Repeat exactly, and only, the lines from the one containing "let status = response.status();" through the end of the records.

=-=-=-=-=

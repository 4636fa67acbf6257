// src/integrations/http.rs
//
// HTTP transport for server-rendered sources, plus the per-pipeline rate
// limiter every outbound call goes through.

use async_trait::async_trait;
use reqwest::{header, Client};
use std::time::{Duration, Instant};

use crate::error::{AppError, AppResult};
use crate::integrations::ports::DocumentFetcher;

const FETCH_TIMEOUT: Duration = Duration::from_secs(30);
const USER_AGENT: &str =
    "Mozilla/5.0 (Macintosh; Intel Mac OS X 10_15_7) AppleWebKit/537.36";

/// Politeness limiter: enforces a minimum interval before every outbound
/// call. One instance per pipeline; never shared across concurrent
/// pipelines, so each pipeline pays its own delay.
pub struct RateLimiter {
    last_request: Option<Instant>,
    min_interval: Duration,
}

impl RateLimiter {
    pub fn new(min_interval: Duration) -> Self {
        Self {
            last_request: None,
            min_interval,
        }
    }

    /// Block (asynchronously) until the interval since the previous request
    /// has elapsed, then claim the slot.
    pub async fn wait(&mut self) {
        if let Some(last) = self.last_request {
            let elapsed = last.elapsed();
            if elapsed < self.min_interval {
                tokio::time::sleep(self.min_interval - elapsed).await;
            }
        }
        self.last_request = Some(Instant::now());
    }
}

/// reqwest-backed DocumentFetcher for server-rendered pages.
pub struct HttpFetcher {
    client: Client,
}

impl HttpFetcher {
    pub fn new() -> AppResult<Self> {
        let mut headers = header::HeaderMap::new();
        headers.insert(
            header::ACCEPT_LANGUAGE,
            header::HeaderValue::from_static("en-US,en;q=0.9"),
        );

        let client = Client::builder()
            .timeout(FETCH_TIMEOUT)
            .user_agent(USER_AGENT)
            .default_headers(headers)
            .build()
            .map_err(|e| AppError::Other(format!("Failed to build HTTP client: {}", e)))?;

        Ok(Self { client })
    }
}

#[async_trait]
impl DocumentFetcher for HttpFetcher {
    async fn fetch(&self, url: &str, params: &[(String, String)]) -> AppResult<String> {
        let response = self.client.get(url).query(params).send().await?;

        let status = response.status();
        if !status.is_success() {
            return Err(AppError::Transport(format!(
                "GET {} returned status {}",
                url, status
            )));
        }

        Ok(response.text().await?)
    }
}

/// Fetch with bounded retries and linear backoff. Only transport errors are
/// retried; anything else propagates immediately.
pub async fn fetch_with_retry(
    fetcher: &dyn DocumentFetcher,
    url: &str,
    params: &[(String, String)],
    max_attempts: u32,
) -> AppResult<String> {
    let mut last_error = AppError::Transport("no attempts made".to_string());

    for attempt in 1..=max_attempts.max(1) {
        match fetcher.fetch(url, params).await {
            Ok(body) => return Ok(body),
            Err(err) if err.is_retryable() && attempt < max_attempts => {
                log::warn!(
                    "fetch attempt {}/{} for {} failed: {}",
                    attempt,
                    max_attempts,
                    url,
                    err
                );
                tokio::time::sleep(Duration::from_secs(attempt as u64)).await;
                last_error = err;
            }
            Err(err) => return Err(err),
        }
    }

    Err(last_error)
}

=-=-=-=-=

Task solution =
        let status = response.status();
        if !status.is_success() {
            return Err(AppError::Transport(format!(
                "GET {} returned status {}",
                url, status
            )));
        }

        Ok(response.text().await?)
    }
}

/// Fetch with bounded retries and linear backoff. Only transport errors are
/// retried; anything else propagates immediately.
pub async fn fetch_with_retry(
    fetcher: &dyn DocumentFetcher,
    url: &str,
    params: &[(String, String)],
    max_attempts: u32,
) -> AppResult<String> {
    let mut last_error = AppError::Transport("no attempts made".to_string());

    for attempt in 1..=max_attempts.max(1) {
        match fetcher.fetch(url, params).await {
            Ok(body) => return Ok(body),
            Err(err) if err.is_retryable() && attempt < max_attempts => {
                log::warn!(
                    "fetch attempt {}/{} for {} failed: {}",
                    attempt,
                    max_attempts,
                    url,
                    err
                );
                tokio::time::sleep(Duration::from_secs(attempt as u64)).await;
                last_error = err;
            }
            Err(err) => return Err(err),
        }
    }

    Err(last_error)
}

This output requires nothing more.